- Your objective
Collect the lines of the entries where "GatewayIntents" shows up.
────────
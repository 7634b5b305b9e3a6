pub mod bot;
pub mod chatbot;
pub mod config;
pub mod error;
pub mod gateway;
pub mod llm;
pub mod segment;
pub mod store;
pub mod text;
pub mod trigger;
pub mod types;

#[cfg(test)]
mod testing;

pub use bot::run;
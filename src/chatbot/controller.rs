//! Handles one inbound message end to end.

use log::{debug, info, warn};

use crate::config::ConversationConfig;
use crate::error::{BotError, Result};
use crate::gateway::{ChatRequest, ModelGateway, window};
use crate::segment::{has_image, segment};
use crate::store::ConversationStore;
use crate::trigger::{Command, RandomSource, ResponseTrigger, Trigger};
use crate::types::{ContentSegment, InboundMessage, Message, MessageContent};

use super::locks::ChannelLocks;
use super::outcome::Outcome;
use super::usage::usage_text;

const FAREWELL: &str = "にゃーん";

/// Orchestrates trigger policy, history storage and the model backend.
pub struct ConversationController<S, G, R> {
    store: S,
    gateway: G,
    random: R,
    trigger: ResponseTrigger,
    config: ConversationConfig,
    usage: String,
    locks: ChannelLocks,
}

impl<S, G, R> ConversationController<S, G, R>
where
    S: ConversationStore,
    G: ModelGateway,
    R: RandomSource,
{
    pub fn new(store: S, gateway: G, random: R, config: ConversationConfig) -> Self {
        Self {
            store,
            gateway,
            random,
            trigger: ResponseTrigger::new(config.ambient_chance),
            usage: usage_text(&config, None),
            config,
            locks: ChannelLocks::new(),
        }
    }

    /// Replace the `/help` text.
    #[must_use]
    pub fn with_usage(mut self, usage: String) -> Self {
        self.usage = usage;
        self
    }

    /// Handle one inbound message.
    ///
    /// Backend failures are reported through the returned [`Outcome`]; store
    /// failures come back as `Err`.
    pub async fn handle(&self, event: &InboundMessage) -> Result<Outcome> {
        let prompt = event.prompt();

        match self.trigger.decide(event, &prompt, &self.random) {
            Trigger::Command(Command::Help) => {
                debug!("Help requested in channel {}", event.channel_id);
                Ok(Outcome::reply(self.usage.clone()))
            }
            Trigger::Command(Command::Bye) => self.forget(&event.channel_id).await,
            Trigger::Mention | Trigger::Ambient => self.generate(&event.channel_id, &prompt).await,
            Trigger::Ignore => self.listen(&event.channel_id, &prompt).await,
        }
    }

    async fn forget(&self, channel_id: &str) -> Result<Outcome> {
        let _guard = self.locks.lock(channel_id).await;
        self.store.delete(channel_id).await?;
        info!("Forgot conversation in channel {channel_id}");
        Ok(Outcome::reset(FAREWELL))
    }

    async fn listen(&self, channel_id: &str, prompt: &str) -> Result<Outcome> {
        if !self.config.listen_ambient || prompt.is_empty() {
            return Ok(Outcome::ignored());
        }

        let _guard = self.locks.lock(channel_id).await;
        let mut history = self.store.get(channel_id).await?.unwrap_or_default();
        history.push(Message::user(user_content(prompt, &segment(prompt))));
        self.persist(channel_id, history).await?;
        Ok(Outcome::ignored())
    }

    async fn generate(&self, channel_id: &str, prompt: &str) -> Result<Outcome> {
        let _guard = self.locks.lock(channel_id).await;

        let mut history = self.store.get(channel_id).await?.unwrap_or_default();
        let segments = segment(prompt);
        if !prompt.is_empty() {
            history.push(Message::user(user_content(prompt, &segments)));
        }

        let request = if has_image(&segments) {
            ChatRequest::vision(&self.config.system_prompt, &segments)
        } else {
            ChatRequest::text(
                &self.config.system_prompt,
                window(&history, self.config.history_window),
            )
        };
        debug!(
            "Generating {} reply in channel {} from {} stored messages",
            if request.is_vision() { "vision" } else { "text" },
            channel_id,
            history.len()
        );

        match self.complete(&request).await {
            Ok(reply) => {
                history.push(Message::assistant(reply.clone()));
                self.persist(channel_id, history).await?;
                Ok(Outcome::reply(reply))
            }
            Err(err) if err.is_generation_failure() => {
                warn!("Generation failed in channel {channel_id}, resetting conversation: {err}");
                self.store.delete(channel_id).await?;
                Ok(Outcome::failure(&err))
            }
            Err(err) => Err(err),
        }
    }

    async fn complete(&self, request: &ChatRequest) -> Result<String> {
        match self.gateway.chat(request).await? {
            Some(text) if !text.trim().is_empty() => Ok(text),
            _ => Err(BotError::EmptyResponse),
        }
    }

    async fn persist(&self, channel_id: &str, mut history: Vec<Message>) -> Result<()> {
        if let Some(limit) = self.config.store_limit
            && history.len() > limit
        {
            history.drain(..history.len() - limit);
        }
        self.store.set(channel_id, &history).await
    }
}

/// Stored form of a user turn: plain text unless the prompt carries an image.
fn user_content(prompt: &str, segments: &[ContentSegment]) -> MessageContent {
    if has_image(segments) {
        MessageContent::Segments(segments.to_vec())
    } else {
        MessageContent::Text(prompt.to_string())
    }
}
────────
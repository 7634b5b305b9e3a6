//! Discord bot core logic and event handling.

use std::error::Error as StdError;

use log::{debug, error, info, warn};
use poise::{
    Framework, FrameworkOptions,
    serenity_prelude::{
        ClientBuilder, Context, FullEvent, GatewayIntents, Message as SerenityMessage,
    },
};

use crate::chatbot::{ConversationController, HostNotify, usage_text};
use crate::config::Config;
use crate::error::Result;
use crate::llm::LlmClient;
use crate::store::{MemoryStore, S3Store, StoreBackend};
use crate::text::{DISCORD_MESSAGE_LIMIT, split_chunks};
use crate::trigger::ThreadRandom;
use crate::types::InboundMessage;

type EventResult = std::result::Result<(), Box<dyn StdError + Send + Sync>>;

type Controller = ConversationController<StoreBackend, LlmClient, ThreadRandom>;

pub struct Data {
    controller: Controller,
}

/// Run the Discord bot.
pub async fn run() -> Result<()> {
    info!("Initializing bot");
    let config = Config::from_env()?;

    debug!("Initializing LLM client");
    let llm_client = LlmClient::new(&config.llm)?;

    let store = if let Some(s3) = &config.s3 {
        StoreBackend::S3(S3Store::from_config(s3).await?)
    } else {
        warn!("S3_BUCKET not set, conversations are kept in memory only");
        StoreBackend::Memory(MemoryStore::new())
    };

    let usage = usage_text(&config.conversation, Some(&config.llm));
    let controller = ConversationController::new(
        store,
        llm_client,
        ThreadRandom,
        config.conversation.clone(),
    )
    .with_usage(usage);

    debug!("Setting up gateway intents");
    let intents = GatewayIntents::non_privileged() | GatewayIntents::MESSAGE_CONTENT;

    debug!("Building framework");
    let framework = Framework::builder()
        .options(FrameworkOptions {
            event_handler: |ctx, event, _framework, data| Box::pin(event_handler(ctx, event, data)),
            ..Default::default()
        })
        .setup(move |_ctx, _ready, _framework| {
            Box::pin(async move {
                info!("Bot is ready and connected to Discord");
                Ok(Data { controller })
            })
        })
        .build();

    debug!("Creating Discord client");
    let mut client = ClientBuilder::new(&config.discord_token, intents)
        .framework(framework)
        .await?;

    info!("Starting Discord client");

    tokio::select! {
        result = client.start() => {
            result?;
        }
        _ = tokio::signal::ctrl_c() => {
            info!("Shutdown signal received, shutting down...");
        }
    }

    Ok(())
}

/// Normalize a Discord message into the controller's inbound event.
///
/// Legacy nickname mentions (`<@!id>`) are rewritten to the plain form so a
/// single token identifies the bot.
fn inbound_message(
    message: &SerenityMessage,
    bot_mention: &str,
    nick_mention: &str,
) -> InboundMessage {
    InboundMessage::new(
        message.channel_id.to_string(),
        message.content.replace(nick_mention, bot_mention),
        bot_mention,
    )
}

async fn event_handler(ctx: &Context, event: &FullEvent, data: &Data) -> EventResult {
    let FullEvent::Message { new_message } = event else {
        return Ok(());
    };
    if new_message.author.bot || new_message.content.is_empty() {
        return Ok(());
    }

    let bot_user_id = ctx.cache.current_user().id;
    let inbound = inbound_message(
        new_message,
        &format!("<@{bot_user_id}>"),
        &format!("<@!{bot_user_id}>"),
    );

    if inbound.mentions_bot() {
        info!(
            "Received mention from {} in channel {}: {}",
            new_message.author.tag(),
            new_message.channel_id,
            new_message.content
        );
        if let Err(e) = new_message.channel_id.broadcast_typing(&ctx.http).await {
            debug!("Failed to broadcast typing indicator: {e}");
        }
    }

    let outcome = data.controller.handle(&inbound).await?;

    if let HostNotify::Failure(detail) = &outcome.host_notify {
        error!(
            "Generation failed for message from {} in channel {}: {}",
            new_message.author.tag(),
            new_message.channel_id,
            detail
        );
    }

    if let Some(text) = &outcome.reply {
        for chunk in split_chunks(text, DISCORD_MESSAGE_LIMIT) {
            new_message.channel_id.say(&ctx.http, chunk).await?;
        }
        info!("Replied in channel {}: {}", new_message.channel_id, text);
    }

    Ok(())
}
────────
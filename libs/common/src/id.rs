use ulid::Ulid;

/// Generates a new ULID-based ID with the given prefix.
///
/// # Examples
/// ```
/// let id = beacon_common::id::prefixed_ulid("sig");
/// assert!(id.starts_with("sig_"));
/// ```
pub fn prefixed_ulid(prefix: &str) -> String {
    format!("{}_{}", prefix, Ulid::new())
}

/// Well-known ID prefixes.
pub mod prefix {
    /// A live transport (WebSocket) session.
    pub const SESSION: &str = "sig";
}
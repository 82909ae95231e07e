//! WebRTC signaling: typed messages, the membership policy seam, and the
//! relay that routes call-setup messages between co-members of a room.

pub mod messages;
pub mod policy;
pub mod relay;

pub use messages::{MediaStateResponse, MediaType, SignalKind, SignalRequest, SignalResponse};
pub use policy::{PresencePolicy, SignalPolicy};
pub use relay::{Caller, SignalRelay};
────────
- Response area
        ClientBuilder, Context, FullEvent, GatewayIntents, Message as SerenityMessage,
    let intents = GatewayIntents::non_privileged() | GatewayIntents::MESSAGE_CONTENT;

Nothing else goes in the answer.